*Exercise description*. Exactly as they stand, set down all of the records again.

(Stored items)
--- START ---

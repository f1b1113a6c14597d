//! The `CoreError` kind enum and its propagation-relevant metadata.
//!
//! Kinds are not language exceptions layered over one another — they are a
//! flat classification, each carrying an HTTP status and a wire error code
//! so the Coordinator API can render the uniform envelope
//! `{error:{code, message, details?}}` without re-deriving either from the
//! variant.

use serde::Serialize;
use std::fmt;
use thiserror::Error;

/// One of the nine failure classes the Core distinguishes.
#[derive(Debug, Clone, Copy, PartialEq, Eq, Serialize)]
pub enum ErrorKind {
    Validation,
    NotFound,
    Conflict,
    OwnershipError,
    PreconditionFailed,
    Stale,
    Transient,
    Corruption,
    Internal,
}

impl ErrorKind {
    /// The wire code used in the HTTP error envelope (`VALIDATION`, `NOT_FOUND`, ...).
    pub fn code(self) -> &'static str {
        match self {
            ErrorKind::Validation => "VALIDATION",
            ErrorKind::NotFound => "NOT_FOUND",
            ErrorKind::Conflict => "CONFLICT",
            ErrorKind::OwnershipError => "OWNERSHIP_ERROR",
            ErrorKind::PreconditionFailed => "PRECONDITION_FAILED",
            ErrorKind::Stale => "STALE",
            ErrorKind::Transient => "TRANSIENT",
            ErrorKind::Corruption => "CORRUPTION",
            ErrorKind::Internal => "INTERNAL",
        }
    }

    /// The HTTP status the Coordinator API maps this kind to.
    pub fn http_status(self) -> u16 {
        match self {
            ErrorKind::Validation => 400,
            ErrorKind::NotFound => 404,
            ErrorKind::Conflict => 409,
            ErrorKind::OwnershipError => 403,
            ErrorKind::PreconditionFailed => 412,
            ErrorKind::Stale => 409,
            ErrorKind::Transient => 503,
            ErrorKind::Corruption => 500,
            ErrorKind::Internal => 500,
        }
    }

    /// Whether the Event Log / Store layer may retry this class internally
    /// with bounded backoff before surfacing it.
    pub fn retryable(self) -> bool {
        matches!(self, ErrorKind::Transient)
    }
}

impl fmt::Display for ErrorKind {
    fn fmt(&self, f: &mut fmt::Formatter<'_>) -> fmt::Result {
        f.write_str(self.code())
    }
}

/// A classified Core error. Carries an optional structured `details` payload
/// for the error envelope's `details` field.
#[derive(Debug, Clone, Error, Serialize)]
#[error("{kind}: {message}")]
pub struct CoreError {
    pub kind: ErrorKind,
    pub message: String,
    #[serde(skip_serializing_if = "Option::is_none")]
    pub details: Option<serde_json::Value>,
}

impl CoreError {
    pub fn new(kind: ErrorKind, message: impl Into<String>) -> Self {
        Self {
            kind,
            message: message.into(),
            details: None,
        }
    }

    pub fn with_details(mut self, details: serde_json::Value) -> Self {
        self.details = Some(details);
        self
    }

    pub fn validation(message: impl Into<String>) -> Self {
        Self::new(ErrorKind::Validation, message)
    }

    pub fn not_found(message: impl Into<String>) -> Self {
        Self::new(ErrorKind::NotFound, message)
    }

    pub fn conflict(message: impl Into<String>) -> Self {
        Self::new(ErrorKind::Conflict, message)
    }

    pub fn ownership_error(message: impl Into<String>) -> Self {
        Self::new(ErrorKind::OwnershipError, message)
    }

    pub fn precondition_failed(message: impl Into<String>) -> Self {
        Self::new(ErrorKind::PreconditionFailed, message)
    }

    pub fn stale(message: impl Into<String>) -> Self {
        Self::new(ErrorKind::Stale, message)
    }

    pub fn transient(message: impl Into<String>) -> Self {
        Self::new(ErrorKind::Transient, message)
    }

    pub fn corruption(message: impl Into<String>) -> Self {
        Self::new(ErrorKind::Corruption, message)
    }

    pub fn internal(message: impl Into<String>) -> Self {
        Self::new(ErrorKind::Internal, message)
    }
}

pub type CoreResult<T> = Result<T, CoreError>;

--- END ---

*Written reply*.
repository f1b1113a6c14597d
//! The `CoreError` kind enum and its propagation-relevant metadata.
//!
//! Kinds are not language exceptions layered over one another — they are a
//! flat classification, each carrying an HTTP status and a wire error code
//! so the Coordinator API can render the uniform envelope
//! `{error:{code, message, details?}}` without re-deriving either from the
//! variant.

use serde::Serialize;
use std::fmt;
use thiserror::Error;

/// One of the nine failure classes the Core distinguishes.
#[derive(Debug, Clone, Copy, PartialEq, Eq, Serialize)]
pub enum ErrorKind {
    Validation,
    NotFound,
    Conflict,
    OwnershipError,
    PreconditionFailed,
    Stale,
    Transient,
    Corruption,
    Internal,
}

impl ErrorKind {
    /// The wire code used in the HTTP error envelope (`VALIDATION`, `NOT_FOUND`, ...).
    pub fn code(self) -> &'static str {
        match self {
            ErrorKind::Validation => "VALIDATION",
            ErrorKind::NotFound => "NOT_FOUND",
            ErrorKind::Conflict => "CONFLICT",
            ErrorKind::OwnershipError => "OWNERSHIP_ERROR",
            ErrorKind::PreconditionFailed => "PRECONDITION_FAILED",
            ErrorKind::Stale => "STALE",
            ErrorKind::Transient => "TRANSIENT",
            ErrorKind::Corruption => "CORRUPTION",
            ErrorKind::Internal => "INTERNAL",
        }
    }

    /// The HTTP status the Coordinator API maps this kind to.
    pub fn http_status(self) -> u16 {
        match self {
            ErrorKind::Validation => 400,
            ErrorKind::NotFound => 404,
            ErrorKind::Conflict => 409,
            ErrorKind::OwnershipError => 403,
            ErrorKind::PreconditionFailed => 412,
            ErrorKind::Stale => 409,
            ErrorKind::Transient => 503,
            ErrorKind::Corruption => 500,
            ErrorKind::Internal => 500,
        }
    }

    /// Whether the Event Log / Store layer may retry this class internally
    /// with bounded backoff before surfacing it.
    pub fn retryable(self) -> bool {
        matches!(self, ErrorKind::Transient)
    }
}

impl fmt::Display for ErrorKind {
    fn fmt(&self, f: &mut fmt::Formatter<'_>) -> fmt::Result {
        f.write_str(self.code())
    }
}

/// A classified Core error. Carries an optional structured `details` payload
/// for the error envelope's `details` field.
#[derive(Debug, Clone, Error, Serialize)]
#[error("{kind}: {message}")]
pub struct CoreError {
    pub kind: ErrorKind,
    pub message: String,
    #[serde(skip_serializing_if = "Option::is_none")]
    pub details: Option<serde_json::Value>,
}

impl CoreError {
    pub fn new(kind: ErrorKind, message: impl Into<String>) -> Self {
        Self {
            kind,
            message: message.into(),
            details: None,
        }
    }

    pub fn with_details(mut self, details: serde_json::Value) -> Self {
        self.details = Some(details);
        self
    }

    pub fn validation(message: impl Into<String>) -> Self {
        Self::new(ErrorKind::Validation, message)
    }

    pub fn not_found(message: impl Into<String>) -> Self {
        Self::new(ErrorKind::NotFound, message)
    }

    pub fn conflict(message: impl Into<String>) -> Self {
        Self::new(ErrorKind::Conflict, message)
    }

    pub fn ownership_error(message: impl Into<String>) -> Self {
        Self::new(ErrorKind::OwnershipError, message)
    }

    pub fn precondition_failed(message: impl Into<String>) -> Self {
        Self::new(ErrorKind::PreconditionFailed, message)
    }

    pub fn stale(message: impl Into<String>) -> Self {
        Self::new(ErrorKind::Stale, message)
    }

    pub fn transient(message: impl Into<String>) -> Self {
        Self::new(ErrorKind::Transient, message)
    }

    pub fn corruption(message: impl Into<String>) -> Self {
        Self::new(ErrorKind::Corruption, message)
    }

    pub fn internal(message: impl Into<String>) -> Self {
        Self::new(ErrorKind::Internal, message)
    }
}

pub type CoreResult<T> = Result<T, CoreError>;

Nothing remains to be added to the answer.